Return every line from the records below in which the word "Rtype" is found.
_ _ _ _
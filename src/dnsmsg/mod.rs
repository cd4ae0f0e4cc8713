//! Synthesized DNS responses.
//!
//! Blocked queries are answered directly instead of being forwarded. How
//! they are answered depends on the profile's [`BlockingMode`]. The mode is
//! first resolved into a [`BlockedAnswer`] for the query type. This step is
//! a pure function. [`Messages`] then turns the answer into an actual
//! response message.

use std::net::{IpAddr, Ipv4Addr, Ipv6Addr};

use domain::base::iana::{Rcode, Rtype};
use serde::Deserialize;

pub use self::messages::{MessageError, Messages, QueryInfo};

pub mod messages;

//------------ BlockingMode --------------------------------------------------

/// How blocked queries are answered.
#[derive(Clone, Debug, Default, Deserialize, Eq, PartialEq)]
#[serde(tag = "type", rename_all = "snake_case")]
pub enum BlockingMode {
    /// Respond with configured addresses.
    ///
    /// Queries for an address type with no configured addresses and
    /// queries for all other types get an empty answer.
    CustomIp {
        #[serde(default)]
        ipv4: Vec<Ipv4Addr>,
        #[serde(default)]
        ipv6: Vec<Ipv6Addr>,
    },

    /// Respond with the unspecified address for A and AAAA queries.
    #[default]
    NullIp,

    /// Respond with NXDOMAIN.
    NxDomain,

    /// Respond with REFUSED.
    Refused,
}

impl BlockingMode {
    /// Returns the answer to a blocked query of type `qtype`.
    pub fn answer_for(&self, qtype: Rtype) -> BlockedAnswer {
        match self {
            BlockingMode::CustomIp { ipv4, ipv6 } => {
                let addrs: Vec<IpAddr> = if qtype == Rtype::A {
                    ipv4.iter().copied().map(IpAddr::V4).collect()
                } else if qtype == Rtype::AAAA {
                    ipv6.iter().copied().map(IpAddr::V6).collect()
                } else {
                    Vec::new()
                };
                if addrs.is_empty() {
                    BlockedAnswer::NoData
                } else {
                    BlockedAnswer::Addresses(addrs)
                }
            }
            BlockingMode::NullIp => {
                if qtype == Rtype::A {
                    BlockedAnswer::Addresses(vec![Ipv4Addr::UNSPECIFIED.into()])
                } else if qtype == Rtype::AAAA {
                    BlockedAnswer::Addresses(vec![Ipv6Addr::UNSPECIFIED.into()])
                } else {
                    BlockedAnswer::NoData
                }
            }
            BlockingMode::NxDomain => BlockedAnswer::Rcode(Rcode::NXDOMAIN),
            BlockingMode::Refused => BlockedAnswer::Rcode(Rcode::REFUSED),
        }
    }
}

//------------ BlockedAnswer -------------------------------------------------

/// The shape of a synthesized response.
#[derive(Clone, Debug, Eq, PartialEq)]
pub enum BlockedAnswer {
    /// A NOERROR response with these addresses in the answer section.
    Addresses(Vec<IpAddr>),

    /// A NOERROR response with an empty answer section.
    NoData,

    /// An empty response with this response code.
    Rcode(Rcode),
}

//============ Testing =======================================================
_ _ _ _
## RESULT OF THE TASK
use domain::base::iana::{Rcode, Rtype};
    pub fn answer_for(&self, qtype: Rtype) -> BlockedAnswer {
                let addrs: Vec<IpAddr> = if qtype == Rtype::A {
                } else if qtype == Rtype::AAAA {
                if qtype == Rtype::A {
                } else if qtype == Rtype::AAAA {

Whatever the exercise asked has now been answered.